*ACTIVITY:* Each record below has to be printed verbatim.

*DATA:*
━━━━━━━━━━━━━━━━━━━━
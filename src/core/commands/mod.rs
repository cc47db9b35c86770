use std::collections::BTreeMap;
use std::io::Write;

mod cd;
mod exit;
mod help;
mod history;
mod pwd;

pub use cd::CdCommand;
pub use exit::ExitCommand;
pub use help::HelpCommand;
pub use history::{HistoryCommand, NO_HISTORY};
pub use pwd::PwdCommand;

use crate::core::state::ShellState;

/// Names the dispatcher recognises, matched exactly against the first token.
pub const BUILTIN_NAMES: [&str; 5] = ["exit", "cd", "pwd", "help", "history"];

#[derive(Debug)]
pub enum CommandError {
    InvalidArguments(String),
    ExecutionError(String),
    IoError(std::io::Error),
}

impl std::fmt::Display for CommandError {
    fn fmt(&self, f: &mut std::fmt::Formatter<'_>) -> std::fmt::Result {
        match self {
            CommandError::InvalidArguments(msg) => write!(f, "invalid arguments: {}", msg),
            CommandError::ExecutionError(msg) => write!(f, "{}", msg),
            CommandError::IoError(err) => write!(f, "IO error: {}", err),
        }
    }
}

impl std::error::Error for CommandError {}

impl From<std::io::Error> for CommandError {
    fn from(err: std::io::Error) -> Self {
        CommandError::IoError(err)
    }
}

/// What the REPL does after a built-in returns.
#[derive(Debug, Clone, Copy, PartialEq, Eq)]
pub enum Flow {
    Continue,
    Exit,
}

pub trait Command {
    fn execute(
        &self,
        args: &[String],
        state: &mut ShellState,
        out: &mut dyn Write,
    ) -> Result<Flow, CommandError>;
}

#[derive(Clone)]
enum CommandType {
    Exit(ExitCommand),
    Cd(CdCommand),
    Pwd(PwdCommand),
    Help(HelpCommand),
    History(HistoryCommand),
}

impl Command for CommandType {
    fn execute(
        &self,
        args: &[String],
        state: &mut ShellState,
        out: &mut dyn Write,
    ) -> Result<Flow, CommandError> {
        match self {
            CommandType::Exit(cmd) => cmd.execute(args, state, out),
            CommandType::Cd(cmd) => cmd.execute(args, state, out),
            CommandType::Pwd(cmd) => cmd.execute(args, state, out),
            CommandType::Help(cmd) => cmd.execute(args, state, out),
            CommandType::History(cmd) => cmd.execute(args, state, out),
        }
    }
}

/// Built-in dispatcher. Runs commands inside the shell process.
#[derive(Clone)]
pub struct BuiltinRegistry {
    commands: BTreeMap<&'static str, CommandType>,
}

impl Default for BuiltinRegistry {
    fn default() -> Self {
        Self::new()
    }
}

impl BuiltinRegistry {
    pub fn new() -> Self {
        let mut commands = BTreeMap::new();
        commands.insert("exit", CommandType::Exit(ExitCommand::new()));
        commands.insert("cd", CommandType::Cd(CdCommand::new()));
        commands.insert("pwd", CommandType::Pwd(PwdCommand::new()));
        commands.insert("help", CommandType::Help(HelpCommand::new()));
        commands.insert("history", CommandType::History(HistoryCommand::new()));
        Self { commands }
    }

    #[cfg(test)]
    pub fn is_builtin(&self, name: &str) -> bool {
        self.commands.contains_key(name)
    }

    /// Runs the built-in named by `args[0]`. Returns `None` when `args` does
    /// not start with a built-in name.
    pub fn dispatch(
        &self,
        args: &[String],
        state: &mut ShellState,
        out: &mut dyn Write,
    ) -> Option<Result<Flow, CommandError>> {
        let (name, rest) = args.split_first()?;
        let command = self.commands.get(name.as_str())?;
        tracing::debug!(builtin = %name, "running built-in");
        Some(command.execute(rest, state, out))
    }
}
━━━━━━━━━━━━━━━━━━━━
*YOUR RESPONSE:*
filename src/core/commands/mod.rs
repository cc47db9b35c86770
use std::collections::BTreeMap;
use std::io::Write;

mod cd;
mod exit;
mod help;
mod history;
mod pwd;

pub use cd::CdCommand;
pub use exit::ExitCommand;
pub use help::HelpCommand;
pub use history::{HistoryCommand, NO_HISTORY};
pub use pwd::PwdCommand;

use crate::core::state::ShellState;

/// Names the dispatcher recognises, matched exactly against the first token.
pub const BUILTIN_NAMES: [&str; 5] = ["exit", "cd", "pwd", "help", "history"];

#[derive(Debug)]
pub enum CommandError {
    InvalidArguments(String),
    ExecutionError(String),
    IoError(std::io::Error),
}

impl std::fmt::Display for CommandError {
    fn fmt(&self, f: &mut std::fmt::Formatter<'_>) -> std::fmt::Result {
        match self {
            CommandError::InvalidArguments(msg) => write!(f, "invalid arguments: {}", msg),
            CommandError::ExecutionError(msg) => write!(f, "{}", msg),
            CommandError::IoError(err) => write!(f, "IO error: {}", err),
        }
    }
}

impl std::error::Error for CommandError {}

impl From<std::io::Error> for CommandError {
    fn from(err: std::io::Error) -> Self {
        CommandError::IoError(err)
    }
}

/// What the REPL does after a built-in returns.
#[derive(Debug, Clone, Copy, PartialEq, Eq)]
pub enum Flow {
    Continue,
    Exit,
}

pub trait Command {
    fn execute(
        &self,
        args: &[String],
        state: &mut ShellState,
        out: &mut dyn Write,
    ) -> Result<Flow, CommandError>;
}

#[derive(Clone)]
enum CommandType {
    Exit(ExitCommand),
    Cd(CdCommand),
    Pwd(PwdCommand),
    Help(HelpCommand),
    History(HistoryCommand),
}

impl Command for CommandType {
    fn execute(
        &self,
        args: &[String],
        state: &mut ShellState,
        out: &mut dyn Write,
    ) -> Result<Flow, CommandError> {
        match self {
            CommandType::Exit(cmd) => cmd.execute(args, state, out),
            CommandType::Cd(cmd) => cmd.execute(args, state, out),
            CommandType::Pwd(cmd) => cmd.execute(args, state, out),
            CommandType::Help(cmd) => cmd.execute(args, state, out),
            CommandType::History(cmd) => cmd.execute(args, state, out),
        }
    }
}

/// Built-in dispatcher. Runs commands inside the shell process.
#[derive(Clone)]
pub struct BuiltinRegistry {
    commands: BTreeMap<&'static str, CommandType>,
}

impl Default for BuiltinRegistry {
    fn default() -> Self {
        Self::new()
    }
}

impl BuiltinRegistry {
    pub fn new() -> Self {
        let mut commands = BTreeMap::new();
        commands.insert("exit", CommandType::Exit(ExitCommand::new()));
        commands.insert("cd", CommandType::Cd(CdCommand::new()));
        commands.insert("pwd", CommandType::Pwd(PwdCommand::new()));
        commands.insert("help", CommandType::Help(HelpCommand::new()));
        commands.insert("history", CommandType::History(HistoryCommand::new()));
        Self { commands }
    }

    #[cfg(test)]
    pub fn is_builtin(&self, name: &str) -> bool {
        self.commands.contains_key(name)
    }

    /// Runs the built-in named by `args[0]`. Returns `None` when `args` does
    /// not start with a built-in name.
    pub fn dispatch(
        &self,
        args: &[String],
        state: &mut ShellState,
        out: &mut dyn Write,
    ) -> Option<Result<Flow, CommandError>> {
        let (name, rest) = args.split_first()?;
        let command = self.commands.get(name.as_str())?;
        tracing::debug!(builtin = %name, "running built-in");
        Some(command.execute(rest, state, out))
    }
}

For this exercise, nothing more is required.